イリスに注意を促した後、俺達は第三階層へと足を踏み入れた。
――それから、巨大洞窟を歩くこと数分。
第二階層の蒼の洞窟であったならば既に大量の魔物に囲まれていてもおかしくは無いのだが、この巨大洞窟には魔物の影も形もなかった。
洞窟は不気味な程に静まりかえっている。
そんな静寂の中、静かにしかし確かに【直感】が迫り来る脅威を捉えた。
「皆、お楽しみの御時間だ」
そいつは別れ道の曲がり角から姿を現した。
現れた魔物は一言で言えばムカデだった。ただし、そのスケールはこの巨大洞窟に比例しているかのように巨大だ。
高さにして三メートル。長さに関しては百メートルクラスはあるだろうか。その巨体だけでも充分過ぎる程に脅威的だが、その身体は金属のような鉛色の光沢を放っており、その防御力の高さを嫌でも思い起こさせる。
「アハハ、これはなかなかに楽しめそうだね」
「……腕がなる」
「これは、斬りがいがあるな」
俺達は第三階層に入って早々にして俺達は砲撃岩亀級の魔物と出会ったのだった。
――――
ムカデの生命力は化け物染みている。アンデッドたる俺達の回復力、またブラック・アリゲイターやら砲撃岩亀なんかの耐久力とは違う単純な生命力に特化した魔物、それが今回のムカデ〝鋼殻百足〟だった。
というのもこのムカデ、胴体を半分に斬ってやったら、下半身と上半身で独立して動き始めたのだ。さすがに関節一つレベルにまで細切れにしてやれば動かなくなったが、逆に言うとそこまでしないと死なないのである。
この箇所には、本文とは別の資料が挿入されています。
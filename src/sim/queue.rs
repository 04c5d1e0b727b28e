//! Pending-event structure for one equipment.

use std::collections::{BTreeMap, HashMap};
use std::fmt;

use super::event::Event;
use super::time::SimTime;

/// Handle returned by [`EventQueue::schedule`], used to cancel an event.
#[derive(Debug, Clone, Copy, PartialEq, Eq, Hash, PartialOrd, Ord)]
pub struct EventId(u64);

impl fmt::Display for EventId {
    fn fmt(&self, f: &mut fmt::Formatter<'_>) -> fmt::Result {
        write!(f, "#{}", self.0)
    }
}

/// Total order: occurrence time, then priority rank, then insertion order.
///
/// The rank agrees with [`Event::has_priority_over`]; the insertion
/// sequence turns its same-kind ties into a strict, reproducible order.
#[derive(Debug, Clone, Copy, PartialEq, Eq, PartialOrd, Ord)]
struct QueueKey {
    time: SimTime,
    rank: u8,
    seq: u64,
}

/// Time-ordered queue of pending events supporting cancellation by handle.
///
/// Cancelled events stay queued with their flag set so the executor can
/// observe and skip them when they come due.
#[derive(Debug, Default)]
pub struct EventQueue {
    pending: BTreeMap<QueueKey, (EventId, Event)>,
    index: HashMap<EventId, QueueKey>,
    next_seq: u64,
}

impl EventQueue {
    pub fn new() -> Self {
        Self::default()
    }

    /// Enqueues `event` and returns its handle.
    pub fn schedule(&mut self, event: Event) -> EventId {
        let seq = self.next_seq;
        self.next_seq += 1;
        let id = EventId(seq);
        let key = QueueKey {
            time: event.time_of_occurrence(),
            rank: event.kind().rank(),
            seq,
        };
        self.pending.insert(key, (id, event));
        self.index.insert(id, key);
        id
    }

    /// Sets the cancellation flag of a pending event.
    ///
    /// Returns `false` if the event already left the queue.
    pub fn cancel(&mut self, id: EventId) -> bool {
        let Some(key) = self.index.get(&id) else {
            return false;
        };
        match self.pending.get_mut(key) {
            Some((_, event)) => {
                event.cancel();
                true
            }
            None => false,
        }
    }

    /// Removes and returns the next event in total order.
    pub fn pop(&mut self) -> Option<(EventId, Event)> {
        let (_, (id, event)) = self.pending.pop_first()?;
        self.index.remove(&id);
        Some((id, event))
    }

    /// Occurrence time of the next event, if any.
    pub fn peek_time(&self) -> Option<SimTime> {
        self.pending.first_key_value().map(|(k, _)| k.time)
    }

    pub fn get(&self, id: EventId) -> Option<&Event> {
        let key = self.index.get(&id)?;
        self.pending.get(key).map(|(_, e)| e)
    }

    pub fn len(&self) -> usize {
        self.pending.len()
    }

    pub fn is_empty(&self) -> bool {
        self.pending.is_empty()
    }
}

#[cfg(test)]
mod tests {
    use super::*;
    use crate::sim::event::{EventKind, PowerVariation};

    fn t(secs: f64) -> SimTime {
        SimTime::from_secs(secs).unwrap()
    }

    fn range() -> PowerVariation {
        PowerVariation::new(0.0, 100.0).unwrap()
    }

    #[test]
    fn pops_in_time_order() {
        let mut q = EventQueue::new();
        q.schedule(Event::switch_off(t(30.0)));
        q.schedule(Event::switch_on(t(10.0)));
        q.schedule(Event::set_power(t(20.0), 5.0, None, &range()).unwrap());

        let times: Vec<f64> = std::iter::from_fn(|| q.pop())
            .map(|(_, e)| e.time_of_occurrence().as_secs())
            .collect();
        assert_eq!(times, vec![10.0, 20.0, 30.0]);
    }

    #[test]
    fn same_time_ties_follow_priority() {
        let mut q = EventQueue::new();
        q.schedule(Event::switch_off(t(5.0)));
        q.schedule(Event::set_power(t(5.0), 5.0, None, &range()).unwrap());
        q.schedule(Event::switch_on(t(5.0)));

        let kinds: Vec<EventKind> = std::iter::from_fn(|| q.pop())
            .map(|(_, e)| e.kind())
            .collect();
        assert_eq!(
            kinds,
            vec![EventKind::SwitchOn, EventKind::SetPower, EventKind::SwitchOff]
        );
    }

    #[test]
    fn popped_order_is_consistent_with_priority() {
        let mut q = EventQueue::new();
        q.schedule(Event::switch_off(t(1.0)));
        q.schedule(Event::switch_on(t(1.0)));
        q.schedule(Event::set_power(t(1.0), 1.0, None, &range()).unwrap());
        q.schedule(Event::switch_on(t(1.0)));

        let popped: Vec<Event> = std::iter::from_fn(|| q.pop()).map(|(_, e)| e).collect();
        for pair in popped.windows(2) {
            assert!(pair[0].has_priority_over(&pair[1]));
        }
    }

    #[test]
    fn same_kind_ties_keep_insertion_order() {
        let mut q = EventQueue::new();
        let first = q.schedule(Event::set_power(t(1.0), 10.0, None, &range()).unwrap());
        let second = q.schedule(Event::set_power(t(1.0), 20.0, None, &range()).unwrap());
        assert_eq!(q.pop().map(|(id, _)| id), Some(first));
        assert_eq!(q.pop().map(|(id, _)| id), Some(second));
        assert!(q.is_empty());
    }

    #[test]
    fn cancel_flags_pending_event() {
        let mut q = EventQueue::new();
        let id = q.schedule(Event::switch_on(t(1.0)));
        assert!(q.cancel(id));
        assert_eq!(q.get(id).map(Event::is_cancelled), Some(true));
        assert_eq!(q.len(), 1);

        let (_, popped) = q.pop().unwrap();
        assert!(popped.is_cancelled());
        assert!(!q.cancel(id));
    }

    #[test]
    fn peek_time_reports_head() {
        let mut q = EventQueue::new();
        assert_eq!(q.peek_time(), None);
        q.schedule(Event::switch_on(t(7.0)));
        q.schedule(Event::switch_on(t(3.0)));
        assert_eq!(q.peek_time(), Some(t(3.0)));
    }
}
しかも、その鋼の甲殻は俺の【呪詛鴉】の刃を容易く弾き、全くと言っていいほどに受け付けない。【最適化】を使用しても文字通り刃がたたなかった。
そこで《呪印【蝕】》を解禁しての闘いとなった訳だが、鋼殻百足の甲殻は呪詛の刃と化した【呪詛鴉】ですら弾いて見せた。
これには流石の俺も驚き、笑みを深くしたものだ。
どうやって斬ってやろうかと考えながら、試行錯誤を重ねる。その時の駆け引きが俺は愉しくて仕方がなかった。
そしてその駆け引きの 結果、関節部分ならば何とか《呪印【蝕】》を刻めることが判明。
それから《呪印【蝕】》を刻んでからの斬撃〝二重斬り〟でもって反撃を開始した。
レフィスはレフィスで【紅蛇螺】を巨大な紅のランスへと変化させて、【紅結晶の魔腕】によって紅腕と化した腕でそれを鋼殻百足に突き刺していた。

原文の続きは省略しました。